%%

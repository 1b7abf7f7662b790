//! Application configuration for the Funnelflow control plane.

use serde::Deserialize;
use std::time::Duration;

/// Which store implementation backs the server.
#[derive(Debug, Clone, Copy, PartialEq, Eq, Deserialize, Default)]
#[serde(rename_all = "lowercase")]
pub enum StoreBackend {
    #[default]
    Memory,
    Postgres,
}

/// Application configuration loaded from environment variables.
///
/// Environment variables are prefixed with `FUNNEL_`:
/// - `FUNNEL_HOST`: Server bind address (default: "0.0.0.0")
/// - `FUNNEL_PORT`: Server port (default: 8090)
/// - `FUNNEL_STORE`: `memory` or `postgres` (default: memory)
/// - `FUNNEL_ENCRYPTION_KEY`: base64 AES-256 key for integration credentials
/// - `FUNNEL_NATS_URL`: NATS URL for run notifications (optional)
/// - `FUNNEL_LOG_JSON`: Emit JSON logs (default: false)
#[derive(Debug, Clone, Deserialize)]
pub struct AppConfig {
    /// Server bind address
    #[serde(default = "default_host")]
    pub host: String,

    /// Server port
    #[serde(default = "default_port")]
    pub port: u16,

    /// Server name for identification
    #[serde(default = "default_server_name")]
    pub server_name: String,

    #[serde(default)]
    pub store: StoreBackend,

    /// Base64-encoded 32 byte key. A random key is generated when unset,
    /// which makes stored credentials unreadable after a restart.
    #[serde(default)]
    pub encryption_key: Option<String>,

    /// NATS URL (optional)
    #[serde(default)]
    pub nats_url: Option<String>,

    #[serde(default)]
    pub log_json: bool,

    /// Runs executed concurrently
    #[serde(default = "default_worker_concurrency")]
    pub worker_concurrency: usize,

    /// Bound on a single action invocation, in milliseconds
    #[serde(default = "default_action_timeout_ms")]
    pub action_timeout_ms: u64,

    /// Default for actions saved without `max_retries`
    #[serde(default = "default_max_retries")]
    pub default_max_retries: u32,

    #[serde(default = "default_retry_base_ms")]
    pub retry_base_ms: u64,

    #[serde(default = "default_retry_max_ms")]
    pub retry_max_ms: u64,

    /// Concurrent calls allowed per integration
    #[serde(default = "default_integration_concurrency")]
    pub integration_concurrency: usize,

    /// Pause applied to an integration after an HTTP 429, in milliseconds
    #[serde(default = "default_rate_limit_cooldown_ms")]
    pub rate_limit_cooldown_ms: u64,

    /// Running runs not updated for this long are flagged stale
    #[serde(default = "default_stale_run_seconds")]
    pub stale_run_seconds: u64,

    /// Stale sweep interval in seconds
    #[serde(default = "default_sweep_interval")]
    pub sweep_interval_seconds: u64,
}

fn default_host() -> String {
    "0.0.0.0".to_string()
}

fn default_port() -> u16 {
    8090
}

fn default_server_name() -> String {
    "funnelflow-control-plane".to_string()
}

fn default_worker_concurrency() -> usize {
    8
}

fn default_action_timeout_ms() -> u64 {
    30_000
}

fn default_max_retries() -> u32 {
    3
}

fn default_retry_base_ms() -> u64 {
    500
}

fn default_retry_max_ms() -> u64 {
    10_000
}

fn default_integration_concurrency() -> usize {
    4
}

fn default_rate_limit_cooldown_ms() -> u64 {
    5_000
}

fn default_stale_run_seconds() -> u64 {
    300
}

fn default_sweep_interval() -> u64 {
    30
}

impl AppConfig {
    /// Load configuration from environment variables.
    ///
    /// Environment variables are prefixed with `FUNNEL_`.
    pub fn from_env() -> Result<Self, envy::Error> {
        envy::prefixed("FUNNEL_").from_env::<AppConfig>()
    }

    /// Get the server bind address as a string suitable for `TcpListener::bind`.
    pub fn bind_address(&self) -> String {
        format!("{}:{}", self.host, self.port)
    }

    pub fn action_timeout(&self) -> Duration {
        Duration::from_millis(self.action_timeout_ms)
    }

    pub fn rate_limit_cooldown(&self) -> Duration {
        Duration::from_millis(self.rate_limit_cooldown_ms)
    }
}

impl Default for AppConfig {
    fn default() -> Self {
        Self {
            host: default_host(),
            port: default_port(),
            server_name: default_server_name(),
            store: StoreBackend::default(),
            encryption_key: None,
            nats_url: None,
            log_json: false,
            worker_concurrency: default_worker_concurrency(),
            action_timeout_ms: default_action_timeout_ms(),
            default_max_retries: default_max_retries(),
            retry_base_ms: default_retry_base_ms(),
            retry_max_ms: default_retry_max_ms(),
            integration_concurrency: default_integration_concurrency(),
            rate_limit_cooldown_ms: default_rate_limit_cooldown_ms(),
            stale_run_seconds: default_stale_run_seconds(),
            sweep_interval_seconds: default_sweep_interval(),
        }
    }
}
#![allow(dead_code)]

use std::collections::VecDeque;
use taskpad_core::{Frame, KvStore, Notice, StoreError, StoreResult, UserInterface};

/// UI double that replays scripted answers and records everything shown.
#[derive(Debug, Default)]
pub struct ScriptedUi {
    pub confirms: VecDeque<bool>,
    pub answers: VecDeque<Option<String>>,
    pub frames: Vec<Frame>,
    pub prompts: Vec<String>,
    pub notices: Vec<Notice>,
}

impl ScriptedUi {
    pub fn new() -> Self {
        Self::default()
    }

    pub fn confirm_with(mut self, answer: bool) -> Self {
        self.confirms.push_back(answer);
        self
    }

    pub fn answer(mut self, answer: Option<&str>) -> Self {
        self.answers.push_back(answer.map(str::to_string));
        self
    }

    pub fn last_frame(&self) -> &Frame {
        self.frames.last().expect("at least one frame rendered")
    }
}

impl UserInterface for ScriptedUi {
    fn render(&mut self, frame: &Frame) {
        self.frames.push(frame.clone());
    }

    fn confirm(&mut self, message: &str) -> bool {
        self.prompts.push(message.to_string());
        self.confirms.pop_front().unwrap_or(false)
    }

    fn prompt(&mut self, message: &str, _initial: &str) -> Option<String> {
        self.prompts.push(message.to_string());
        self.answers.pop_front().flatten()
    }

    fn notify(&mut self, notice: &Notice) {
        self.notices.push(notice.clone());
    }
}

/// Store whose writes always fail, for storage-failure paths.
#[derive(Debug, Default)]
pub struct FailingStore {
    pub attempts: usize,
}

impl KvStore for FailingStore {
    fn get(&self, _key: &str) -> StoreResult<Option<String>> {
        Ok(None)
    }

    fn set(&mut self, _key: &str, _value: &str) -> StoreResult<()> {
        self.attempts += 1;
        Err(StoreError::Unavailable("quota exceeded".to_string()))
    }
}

%%

*Activity*. Would you return all of the data exactly as given?

*Answer to this problem*.
repository 1b7abf7f7662b790
//! Application configuration for the Funnelflow control plane.

use serde::Deserialize;
use std::time::Duration;

/// Which store implementation backs the server.
#[derive(Debug, Clone, Copy, PartialEq, Eq, Deserialize, Default)]
#[serde(rename_all = "lowercase")]
pub enum StoreBackend {
    #[default]
    Memory,
    Postgres,
}

/// Application configuration loaded from environment variables.
///
/// Environment variables are prefixed with `FUNNEL_`:
/// - `FUNNEL_HOST`: Server bind address (default: "0.0.0.0")
/// - `FUNNEL_PORT`: Server port (default: 8090)
/// - `FUNNEL_STORE`: `memory` or `postgres` (default: memory)
/// - `FUNNEL_ENCRYPTION_KEY`: base64 AES-256 key for integration credentials
/// - `FUNNEL_NATS_URL`: NATS URL for run notifications (optional)
/// - `FUNNEL_LOG_JSON`: Emit JSON logs (default: false)
#[derive(Debug, Clone, Deserialize)]
pub struct AppConfig {
    /// Server bind address
    #[serde(default = "default_host")]
    pub host: String,

    /// Server port
    #[serde(default = "default_port")]
    pub port: u16,

    /// Server name for identification
    #[serde(default = "default_server_name")]
    pub server_name: String,

    #[serde(default)]
    pub store: StoreBackend,

    /// Base64-encoded 32 byte key. A random key is generated when unset,
    /// which makes stored credentials unreadable after a restart.
    #[serde(default)]
    pub encryption_key: Option<String>,

    /// NATS URL (optional)
    #[serde(default)]
    pub nats_url: Option<String>,

    #[serde(default)]
    pub log_json: bool,

    /// Runs executed concurrently
    #[serde(default = "default_worker_concurrency")]
    pub worker_concurrency: usize,

    /// Bound on a single action invocation, in milliseconds
    #[serde(default = "default_action_timeout_ms")]
    pub action_timeout_ms: u64,

    /// Default for actions saved without `max_retries`
    #[serde(default = "default_max_retries")]
    pub default_max_retries: u32,

    #[serde(default = "default_retry_base_ms")]
    pub retry_base_ms: u64,

    #[serde(default = "default_retry_max_ms")]
    pub retry_max_ms: u64,

    /// Concurrent calls allowed per integration
    #[serde(default = "default_integration_concurrency")]
    pub integration_concurrency: usize,

    /// Pause applied to an integration after an HTTP 429, in milliseconds
    #[serde(default = "default_rate_limit_cooldown_ms")]
    pub rate_limit_cooldown_ms: u64,

    /// Running runs not updated for this long are flagged stale
    #[serde(default = "default_stale_run_seconds")]
    pub stale_run_seconds: u64,

    /// Stale sweep interval in seconds
    #[serde(default = "default_sweep_interval")]
    pub sweep_interval_seconds: u64,
}

fn default_host() -> String {
    "0.0.0.0".to_string()
}

fn default_port() -> u16 {
    8090
}

fn default_server_name() -> String {
    "funnelflow-control-plane".to_string()
}

fn default_worker_concurrency() -> usize {
    8
}

fn default_action_timeout_ms() -> u64 {
    30_000
}

fn default_max_retries() -> u32 {
    3
}

fn default_retry_base_ms() -> u64 {
    500
}

fn default_retry_max_ms() -> u64 {
    10_000
}

fn default_integration_concurrency() -> usize {
    4
}

fn default_rate_limit_cooldown_ms() -> u64 {
    5_000
}

fn default_stale_run_seconds() -> u64 {
    300
}

fn default_sweep_interval() -> u64 {
    30
}

impl AppConfig {
    /// Load configuration from environment variables.
    ///
    /// Environment variables are prefixed with `FUNNEL_`.
    pub fn from_env() -> Result<Self, envy::Error> {
        envy::prefixed("FUNNEL_").from_env::<AppConfig>()
    }

    /// Get the server bind address as a string suitable for `TcpListener::bind`.
    pub fn bind_address(&self) -> String {
        format!("{}:{}", self.host, self.port)
    }

    pub fn action_timeout(&self) -> Duration {
        Duration::from_millis(self.action_timeout_ms)
    }

    pub fn rate_limit_cooldown(&self) -> Duration {
        Duration::from_millis(self.rate_limit_cooldown_ms)
    }
}

impl Default for AppConfig {
    fn default() -> Self {
        Self {
            host: default_host(),
            port: default_port(),
            server_name: default_server_name(),
            store: StoreBackend::default(),
            encryption_key: None,
            nats_url: None,
            log_json: false,
            worker_concurrency: default_worker_concurrency(),
            action_timeout_ms: default_action_timeout_ms(),
            default_max_retries: default_max_retries(),
            retry_base_ms: default_retry_base_ms(),
            retry_max_ms: default_retry_max_ms(),
            integration_concurrency: default_integration_concurrency(),
            rate_limit_cooldown_ms: default_rate_limit_cooldown_ms(),
            stale_run_seconds: default_stale_run_seconds(),
            sweep_interval_seconds: default_sweep_interval(),
        }
    }
}
#![allow(dead_code)]

use std::collections::VecDeque;
use taskpad_core::{Frame, KvStore, Notice, StoreError, StoreResult, UserInterface};

/// UI double that replays scripted answers and records everything shown.
#[derive(Debug, Default)]
pub struct ScriptedUi {
    pub confirms: VecDeque<bool>,
    pub answers: VecDeque<Option<String>>,
    pub frames: Vec<Frame>,
    pub prompts: Vec<String>,
    pub notices: Vec<Notice>,
}

impl ScriptedUi {
    pub fn new() -> Self {
        Self::default()
    }

    pub fn confirm_with(mut self, answer: bool) -> Self {
        self.confirms.push_back(answer);
        self
    }

    pub fn answer(mut self, answer: Option<&str>) -> Self {
        self.answers.push_back(answer.map(str::to_string));
        self
    }

    pub fn last_frame(&self) -> &Frame {
        self.frames.last().expect("at least one frame rendered")
    }
}

impl UserInterface for ScriptedUi {
    fn render(&mut self, frame: &Frame) {
        self.frames.push(frame.clone());
    }

    fn confirm(&mut self, message: &str) -> bool {
        self.prompts.push(message.to_string());
        self.confirms.pop_front().unwrap_or(false)
    }

    fn prompt(&mut self, message: &str, _initial: &str) -> Option<String> {
        self.prompts.push(message.to_string());
        self.answers.pop_front().flatten()
    }

    fn notify(&mut self, notice: &Notice) {
        self.notices.push(notice.clone());
    }
}

/// Store whose writes always fail, for storage-failure paths.
#[derive(Debug, Default)]
pub struct FailingStore {
    pub attempts: usize,
}

impl KvStore for FailingStore {
    fn get(&self, _key: &str) -> StoreResult<Option<String>> {
        Ok(None)
    }

    fn set(&mut self, _key: &str, _value: &str) -> StoreResult<()> {
        self.attempts += 1;
        Err(StoreError::Unavailable("quota exceeded".to_string()))
    }
}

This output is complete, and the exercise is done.